[Records drawn from a dataset]

use gateway_core::{GatewayError, SchemaId};
use serde_json::Value;

/// A registered, pre-loaded extraction schema. Loading schemas from disk
/// is not this type's concern; callers construct this from an
/// already-parsed JSON Schema document.
pub struct Schema {
    pub id: SchemaId,
    pub document: Value,
    validator: jsonschema::Validator,
}

impl Schema {
    pub fn compile(id: impl Into<SchemaId>, document: Value) -> Result<Self, GatewayError> {
        let validator = jsonschema::validator_for(&document)
            .map_err(|e| GatewayError::ModelConfigInvalid(format!("invalid schema: {e}")))?;
        Ok(Self { id: id.into(), document, validator })
    }

    pub fn is_valid(&self, instance: &Value) -> bool {
        self.validator.is_valid(instance)
    }

    /// Validation error paths, in encounter order, suitable for the
    /// `schema_validation_failed` error envelope.
    pub fn validation_errors(&self, instance: &Value) -> Vec<String> {
        self.validator
            .iter_errors(instance)
            .map(|e| e.instance_path.to_string())
            .collect()
    }

    /// Compact summary rendered into the extraction/repair prompts:
    /// required fields, field types/enums/patterns/descriptions, and the
    /// `additionalProperties: false` constraint when present.
    pub fn summary(&self) -> String {
        let obj = match self.document.as_object() {
            Some(o) => o,
            None => return "{}".to_string(),
        };

        let required: Vec<&str> =
            obj.get("required").and_then(Value::as_array).map(|a| a.iter().filter_map(Value::as_str).collect()).unwrap_or_default();

        let mut lines = Vec::new();
        if !required.is_empty() {
            lines.push(format!("required: {}", required.join(", ")));
        }

        if let Some(props) = obj.get("properties").and_then(Value::as_object) {
            for (name, schema) in props {
                lines.push(describe_field(name, schema));
            }
        }

        if obj.get("additionalProperties") == Some(&Value::Bool(false)) {
            lines.push("additionalProperties: false".to_string());
        }

        lines.join("\n")
    }
}

fn describe_field(name: &str, schema: &Value) -> String {
    let mut parts = Vec::new();
    if let Some(ty) = schema.get("type").and_then(Value::as_str) {
        parts.push(format!("type={ty}"));
    }
    if let Some(en) = schema.get("enum").and_then(Value::as_array) {
        let values: Vec<String> = en.iter().map(|v| v.to_string()).collect();
        parts.push(format!("enum=[{}]", values.join(",")));
    }
    if let Some(pattern) = schema.get("pattern").and_then(Value::as_str) {
        parts.push(format!("pattern={pattern}"));
    }
    if let Some(desc) = schema.get("description").and_then(Value::as_str) {
        parts.push(format!("description={desc}"));
    }
    format!("- {name}: {}", parts.join(", "))
}

const DELIMITER_OPEN: &str = "<<<JSON>>>";
const DELIMITER_CLOSE: &str = "<<<END>>>";

/// Renders the extraction prompt: instruction block, delimiter pair,
/// schema summary, and input text.
pub fn render_extraction_prompt(schema: &Schema, text: &str) -> String {
    format!(
        "Extract a single JSON object matching the schema below from the input text.\n\
         Respond with ONLY the JSON object between the delimiters. Do not use markdown, \
         code fences, or any commentary before or after the delimiters.\n\n\
         Schema ({}):\n{}\n\n\
         {DELIMITER_OPEN}\n{{...}}\n{DELIMITER_CLOSE}\n\n\
         Input:\n{text}",
        schema.id,
        schema.summary(),
    )
}

/// Renders the one-shot repair prompt: schema summary, input text, the
/// previous (bad) output, and a structured error hint.
pub fn render_repair_prompt(schema: &Schema, text: &str, previous_output: &str, error_hint: &Value) -> String {
    format!(
        "The previous extraction attempt did not produce a valid JSON object for this schema.\n\
         Fix it and respond with ONLY the corrected JSON object between the delimiters. \
         Do not use markdown, code fences, or commentary.\n\n\
         Schema ({}):\n{}\n\n\
         Previous output:\n{previous_output}\n\n\
         Error:\n{}\n\n\
         {DELIMITER_OPEN}\n{{...}}\n{DELIMITER_CLOSE}\n\n\
         Input:\n{text}",
        schema.id,
        schema.summary(),
        error_hint,
    )
}

pub fn delimiters() -> (&'static str, &'static str) {
    (DELIMITER_OPEN, DELIMITER_CLOSE)
}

### Task to carry out:
Identify every line above that includes the word "false", and show those lines.

### Result of this exercise:
    /// `additionalProperties: false` constraint when present.
        if obj.get("additionalProperties") == Some(&Value::Bool(false)) {
            lines.push("additionalProperties: false".to_string());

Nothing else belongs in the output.